Had the worst hotdog I've ever had in there, one Saturady lunchtime. Think it was from the day before- horrible and dried out. Chilli also tasted like it was from a tin, sorry. And Heinz ketchup bottles refilled with non-Heinz ketchup
this should be against the law. I was in Trof Fallowfield a few years ago and a member of staff was filling up heinz bottles with a huge non-heinz bottle in front of customers
I too was disappointed with the food. In particular, the chilli fries were luke warm and serve in a basket on top of a paper towel. Half of the fries were stuck to the paper towel.
Yeah that did my head in too. Having to pick the green paper towel out of the cheese.
Life is hard
This is the worst place I've been to in Manchester, the cocktails were alright, but the food was disgusting. Like a previous commenter, the hotdogs tasted like they had been heated up from the night before, and the pizza I had tasted very much like an "alright when you’re pissed" pizza from a kebab shop. Oh, and the kitchen roll in the bottom of the basket of fries! Ridiculous! I hate those shitty baskets, but if you're going to use them, at least put some greaseproof paper in there or something. Rant over.
None of the cocktails we sampled on the night faltered in any way. The only real issue with the food was the sheer scale of it all. Could have brought down a cruise ship. The Market St vagrant on the way home was very thankful, mind.
As said above, this place looks like they're serving take away food with gimmicks at restaurant prices.
Loving all the slating of the standard of "dogs" on offer....ITS A FECKIN HOT DOG!! It is in no way one of these Gloucester Old Spot Artisan Sausages that the farmers/foody markets are packed with. They're all smoked processed meat aren't they? The menu does look a tad heavy, but go and have one of the same type of meals at the Wannabe Mecca that is Almost Famous and tell me that its not equally overloaded with messy cheese and sauce. I didnt want to eat for 4 days after going there. OTT Americana seems to be the trend now and between BlackDog, Almost Famous, Dogs n Dough and All Star Lanes I think we have it covered......can we have a couple more places where you don't need a bath and/or a medical immediately after eating?

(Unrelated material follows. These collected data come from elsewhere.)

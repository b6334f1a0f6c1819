use chrono::{DateTime, Utc};
use sqlx::{sqlite::SqliteRow, Row};
use tokio::sync::broadcast;

use platter_core::flows::FlowType;

use super::{RemoteOrderRecord, RemoteOrderStore, RepositoryError, CHANGE_FEED_CAPACITY};
use crate::DbPool;

/// Remote order store backed by the `order_state` table. Change notifications cover writes
/// made through this handle and its clones.
#[derive(Clone)]
pub struct SqlRemoteOrderStore {
    pool: DbPool,
    changes: broadcast::Sender<RemoteOrderRecord>,
}

impl SqlRemoteOrderStore {
    pub fn new(pool: DbPool) -> Self {
        let (changes, _) = broadcast::channel(CHANGE_FEED_CAPACITY);
        Self { pool, changes }
    }
}

#[async_trait::async_trait]
impl RemoteOrderStore for SqlRemoteOrderStore {
    async fn fetch(
        &self,
        flow_type: FlowType,
        identity: &str,
    ) -> Result<Option<RemoteOrderRecord>, RepositoryError> {
        let row = sqlx::query(
            "SELECT
                flow_type,
                identity,
                version,
                state_json,
                updated_at
             FROM order_state
             WHERE flow_type = ? AND identity = ?",
        )
        .bind(flow_type.as_str())
        .bind(identity)
        .fetch_optional(&self.pool)
        .await?;

        row.map(record_from_row).transpose()
    }

    async fn upsert(&self, record: RemoteOrderRecord) -> Result<(), RepositoryError> {
        let state_json = serde_json::to_string(&record.state)
            .map_err(|error| RepositoryError::Decode(format!("could not encode state: {error}")))?;

        sqlx::query(
            "INSERT INTO order_state (
                flow_type,
                identity,
                version,
                state_json,
                updated_at
             ) VALUES (?, ?, ?, ?, ?)
             ON CONFLICT(flow_type, identity) DO UPDATE SET
                version = excluded.version,
                state_json = excluded.state_json,
                updated_at = excluded.updated_at",
        )
        .bind(record.flow_type.as_str())
        .bind(&record.identity)
        .bind(i64::from(record.version))
        .bind(state_json)
        .bind(record.updated_at.to_rfc3339())
        .execute(&self.pool)
        .await?;

        let _ = self.changes.send(record);
        Ok(())
    }

    fn subscribe(&self) -> broadcast::Receiver<RemoteOrderRecord> {
        self.changes.subscribe()
    }
}

fn record_from_row(row: SqliteRow) -> Result<RemoteOrderRecord, RepositoryError> {
    let flow_raw = row.try_get::<String, _>("flow_type")?;
    let flow_type = FlowType::parse(&flow_raw)
        .ok_or_else(|| RepositoryError::Decode(format!("unknown flow type `{flow_raw}`")))?;

    let state_json = row.try_get::<String, _>("state_json")?;
    let state = serde_json::from_str(&state_json)
        .map_err(|error| RepositoryError::Decode(format!("invalid order state json: {error}")))?;

    Ok(RemoteOrderRecord {
        flow_type,
        identity: row.try_get("identity")?,
        version: parse_u32("version", row.try_get("version")?)?,
        state,
        updated_at: parse_timestamp("updated_at", row.try_get("updated_at")?)?,
    })
}

fn parse_u32(column: &str, value: i64) -> Result<u32, RepositoryError> {
    u32::try_from(value).map_err(|_| {
        RepositoryError::Decode(format!(
            "invalid value for `{column}` (expected non-negative u32): {value}"
        ))
    })
}

fn parse_timestamp(column: &str, value: String) -> Result<DateTime<Utc>, RepositoryError> {
    DateTime::parse_from_rfc3339(&value).map(|timestamp| timestamp.with_timezone(&Utc)).map_err(
        |error| {
            RepositoryError::Decode(format!("invalid timestamp in `{column}`: `{value}` ({error})"))
        },
    )
}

I really like the feel of the place, the music, the bar staff but we've been several times now only to be treated very rudely by the owner/manager (eg demanding we order at the time we'd booked the table for despite the fact that a few of our group of 12 hadn't arrived yet and him admitting there's was no later booking/insisting we ordered/paid for everything together despite us saying we didn't mind if the food came at different times). We won't be going again for these reasons as there's plenty of much friendlier places in Manchester to spend our dough in (pun intended).